# WORK TO BE COMPLETED
Report the number of lines in the data below where the string "Zeta" shows up, and only that number.

# Data excerpts
■ ■ ■ ■ ■

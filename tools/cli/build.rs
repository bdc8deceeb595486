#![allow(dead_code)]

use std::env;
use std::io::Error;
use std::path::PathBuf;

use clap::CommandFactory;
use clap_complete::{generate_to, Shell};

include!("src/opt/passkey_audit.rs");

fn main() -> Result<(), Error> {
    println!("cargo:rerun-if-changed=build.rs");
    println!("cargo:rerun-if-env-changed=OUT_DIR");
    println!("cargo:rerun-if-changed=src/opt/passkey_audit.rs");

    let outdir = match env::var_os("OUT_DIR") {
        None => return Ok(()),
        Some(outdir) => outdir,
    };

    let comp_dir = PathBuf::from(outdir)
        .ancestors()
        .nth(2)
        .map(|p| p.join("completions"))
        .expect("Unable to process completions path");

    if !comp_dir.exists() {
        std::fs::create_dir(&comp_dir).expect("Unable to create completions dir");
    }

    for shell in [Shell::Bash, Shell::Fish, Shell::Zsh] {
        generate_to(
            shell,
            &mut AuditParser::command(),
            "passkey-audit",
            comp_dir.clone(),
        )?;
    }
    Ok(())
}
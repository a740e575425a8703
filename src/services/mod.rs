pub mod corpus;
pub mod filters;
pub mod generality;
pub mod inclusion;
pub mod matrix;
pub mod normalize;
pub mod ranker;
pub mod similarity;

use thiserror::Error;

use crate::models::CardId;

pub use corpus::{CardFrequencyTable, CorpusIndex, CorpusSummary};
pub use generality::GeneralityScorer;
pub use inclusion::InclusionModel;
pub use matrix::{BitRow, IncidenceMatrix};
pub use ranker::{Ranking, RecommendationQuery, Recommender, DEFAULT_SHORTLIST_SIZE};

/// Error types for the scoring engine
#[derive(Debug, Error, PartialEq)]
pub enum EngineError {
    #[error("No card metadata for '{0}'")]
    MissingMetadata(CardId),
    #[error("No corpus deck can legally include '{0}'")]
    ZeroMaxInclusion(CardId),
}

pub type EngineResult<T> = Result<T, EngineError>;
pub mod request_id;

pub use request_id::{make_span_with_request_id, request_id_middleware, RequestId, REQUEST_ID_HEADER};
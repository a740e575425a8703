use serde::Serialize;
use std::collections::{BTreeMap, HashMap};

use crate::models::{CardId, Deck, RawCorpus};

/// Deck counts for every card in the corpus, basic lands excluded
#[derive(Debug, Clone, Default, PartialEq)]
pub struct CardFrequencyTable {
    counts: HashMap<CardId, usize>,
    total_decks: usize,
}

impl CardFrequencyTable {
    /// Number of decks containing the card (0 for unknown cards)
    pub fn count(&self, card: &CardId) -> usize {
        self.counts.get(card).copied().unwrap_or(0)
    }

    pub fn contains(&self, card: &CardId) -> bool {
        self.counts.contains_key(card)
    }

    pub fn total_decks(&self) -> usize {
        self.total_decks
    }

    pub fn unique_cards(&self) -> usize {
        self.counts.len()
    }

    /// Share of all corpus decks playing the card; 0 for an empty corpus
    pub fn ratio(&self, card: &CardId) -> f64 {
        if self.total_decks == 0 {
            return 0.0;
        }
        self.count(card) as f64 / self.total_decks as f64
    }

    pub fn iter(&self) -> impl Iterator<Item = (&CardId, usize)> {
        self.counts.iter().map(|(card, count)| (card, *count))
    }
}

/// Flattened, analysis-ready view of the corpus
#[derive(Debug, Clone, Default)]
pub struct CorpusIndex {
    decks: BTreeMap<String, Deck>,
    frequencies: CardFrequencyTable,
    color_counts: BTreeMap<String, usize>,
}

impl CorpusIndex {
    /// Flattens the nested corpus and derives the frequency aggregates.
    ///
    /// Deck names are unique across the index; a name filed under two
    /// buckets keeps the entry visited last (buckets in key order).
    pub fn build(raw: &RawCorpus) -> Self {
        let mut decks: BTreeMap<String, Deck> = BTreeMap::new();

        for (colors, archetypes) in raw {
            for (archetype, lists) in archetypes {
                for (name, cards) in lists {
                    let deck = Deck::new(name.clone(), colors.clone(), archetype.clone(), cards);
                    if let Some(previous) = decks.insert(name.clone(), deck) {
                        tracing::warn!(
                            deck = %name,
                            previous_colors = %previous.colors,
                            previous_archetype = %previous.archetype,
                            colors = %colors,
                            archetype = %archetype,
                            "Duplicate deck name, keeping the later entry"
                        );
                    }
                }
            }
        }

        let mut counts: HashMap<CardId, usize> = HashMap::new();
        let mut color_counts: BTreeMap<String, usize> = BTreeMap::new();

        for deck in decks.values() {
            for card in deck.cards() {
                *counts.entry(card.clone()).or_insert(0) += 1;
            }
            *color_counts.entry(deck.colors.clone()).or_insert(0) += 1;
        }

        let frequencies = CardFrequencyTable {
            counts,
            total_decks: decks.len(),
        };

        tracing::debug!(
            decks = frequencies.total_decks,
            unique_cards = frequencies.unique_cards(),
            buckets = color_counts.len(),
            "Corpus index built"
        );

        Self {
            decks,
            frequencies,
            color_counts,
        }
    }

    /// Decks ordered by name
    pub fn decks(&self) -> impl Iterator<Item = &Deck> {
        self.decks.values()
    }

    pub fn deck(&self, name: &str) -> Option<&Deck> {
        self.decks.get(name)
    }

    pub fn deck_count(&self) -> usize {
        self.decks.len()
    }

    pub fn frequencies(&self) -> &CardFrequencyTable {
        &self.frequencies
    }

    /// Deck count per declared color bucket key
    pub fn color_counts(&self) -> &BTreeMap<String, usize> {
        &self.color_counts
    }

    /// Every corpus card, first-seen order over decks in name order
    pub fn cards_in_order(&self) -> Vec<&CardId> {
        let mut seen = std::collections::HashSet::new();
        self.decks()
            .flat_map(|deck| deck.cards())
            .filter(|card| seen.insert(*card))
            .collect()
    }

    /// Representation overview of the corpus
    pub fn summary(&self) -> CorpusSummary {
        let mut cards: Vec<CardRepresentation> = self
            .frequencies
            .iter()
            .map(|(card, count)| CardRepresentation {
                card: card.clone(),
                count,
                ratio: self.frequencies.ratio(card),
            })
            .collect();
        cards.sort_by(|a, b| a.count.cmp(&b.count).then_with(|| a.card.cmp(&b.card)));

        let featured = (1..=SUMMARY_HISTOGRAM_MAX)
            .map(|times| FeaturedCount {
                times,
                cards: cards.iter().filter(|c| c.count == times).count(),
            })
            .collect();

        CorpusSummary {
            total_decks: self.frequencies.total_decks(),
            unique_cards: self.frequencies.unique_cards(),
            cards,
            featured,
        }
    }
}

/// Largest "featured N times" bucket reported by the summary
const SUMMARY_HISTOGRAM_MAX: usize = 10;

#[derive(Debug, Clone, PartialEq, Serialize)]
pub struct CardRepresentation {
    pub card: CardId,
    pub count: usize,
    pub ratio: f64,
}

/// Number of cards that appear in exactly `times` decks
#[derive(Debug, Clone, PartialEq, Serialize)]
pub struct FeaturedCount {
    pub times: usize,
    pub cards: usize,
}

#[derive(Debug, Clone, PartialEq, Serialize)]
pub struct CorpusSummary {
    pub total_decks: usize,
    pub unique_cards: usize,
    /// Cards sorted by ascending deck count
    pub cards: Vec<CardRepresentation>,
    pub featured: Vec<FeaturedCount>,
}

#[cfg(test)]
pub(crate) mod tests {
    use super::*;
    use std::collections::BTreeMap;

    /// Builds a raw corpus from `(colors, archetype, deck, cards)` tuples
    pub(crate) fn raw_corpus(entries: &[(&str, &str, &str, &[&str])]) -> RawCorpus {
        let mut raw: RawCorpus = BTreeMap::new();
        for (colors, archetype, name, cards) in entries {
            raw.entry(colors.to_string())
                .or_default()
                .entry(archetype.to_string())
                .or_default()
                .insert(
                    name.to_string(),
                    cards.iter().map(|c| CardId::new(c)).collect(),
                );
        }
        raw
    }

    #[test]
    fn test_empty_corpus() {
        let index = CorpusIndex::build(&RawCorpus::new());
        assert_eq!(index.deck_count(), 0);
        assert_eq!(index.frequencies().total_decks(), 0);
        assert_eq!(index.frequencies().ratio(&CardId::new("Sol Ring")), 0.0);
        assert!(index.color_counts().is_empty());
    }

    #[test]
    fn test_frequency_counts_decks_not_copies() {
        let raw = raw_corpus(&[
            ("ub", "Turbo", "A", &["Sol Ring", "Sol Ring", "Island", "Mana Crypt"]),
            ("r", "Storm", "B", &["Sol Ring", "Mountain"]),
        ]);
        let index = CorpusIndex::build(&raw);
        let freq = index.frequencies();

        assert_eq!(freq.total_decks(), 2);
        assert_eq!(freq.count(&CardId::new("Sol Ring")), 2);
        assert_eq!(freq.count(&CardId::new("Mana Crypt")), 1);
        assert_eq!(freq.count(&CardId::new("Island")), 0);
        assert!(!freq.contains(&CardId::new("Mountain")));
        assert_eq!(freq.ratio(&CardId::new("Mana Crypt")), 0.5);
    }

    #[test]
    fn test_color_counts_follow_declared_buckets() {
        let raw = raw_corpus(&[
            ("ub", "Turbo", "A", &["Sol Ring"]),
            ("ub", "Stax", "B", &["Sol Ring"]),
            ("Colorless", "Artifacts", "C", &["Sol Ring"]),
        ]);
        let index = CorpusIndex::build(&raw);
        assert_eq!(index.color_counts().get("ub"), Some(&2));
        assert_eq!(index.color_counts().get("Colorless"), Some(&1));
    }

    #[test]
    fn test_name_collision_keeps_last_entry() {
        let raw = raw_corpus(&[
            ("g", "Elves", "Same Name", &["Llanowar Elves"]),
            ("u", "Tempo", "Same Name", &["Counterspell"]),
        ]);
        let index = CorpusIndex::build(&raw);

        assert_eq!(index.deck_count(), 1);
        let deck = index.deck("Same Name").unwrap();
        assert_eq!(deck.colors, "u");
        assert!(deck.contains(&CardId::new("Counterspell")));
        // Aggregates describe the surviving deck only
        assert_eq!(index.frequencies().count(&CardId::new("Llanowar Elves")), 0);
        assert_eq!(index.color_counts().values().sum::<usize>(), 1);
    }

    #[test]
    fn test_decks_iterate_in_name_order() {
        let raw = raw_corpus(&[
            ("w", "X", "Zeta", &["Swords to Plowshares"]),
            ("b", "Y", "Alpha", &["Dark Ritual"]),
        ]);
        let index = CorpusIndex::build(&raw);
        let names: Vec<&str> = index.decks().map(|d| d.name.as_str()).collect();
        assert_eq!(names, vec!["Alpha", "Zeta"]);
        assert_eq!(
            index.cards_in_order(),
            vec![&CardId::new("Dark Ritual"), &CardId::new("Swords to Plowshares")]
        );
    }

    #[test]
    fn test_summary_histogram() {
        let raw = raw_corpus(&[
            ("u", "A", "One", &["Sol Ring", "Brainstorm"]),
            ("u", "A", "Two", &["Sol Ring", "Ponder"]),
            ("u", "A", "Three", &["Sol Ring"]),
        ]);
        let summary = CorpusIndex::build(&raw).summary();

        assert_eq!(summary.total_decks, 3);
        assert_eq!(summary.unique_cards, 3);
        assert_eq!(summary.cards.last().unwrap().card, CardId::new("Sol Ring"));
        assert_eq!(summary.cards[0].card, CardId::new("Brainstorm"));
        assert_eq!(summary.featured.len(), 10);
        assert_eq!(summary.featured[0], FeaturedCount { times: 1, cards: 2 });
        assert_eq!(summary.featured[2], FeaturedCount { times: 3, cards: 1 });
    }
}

■ ■ ■ ■ ■

# EXERCISE RESPONSE
2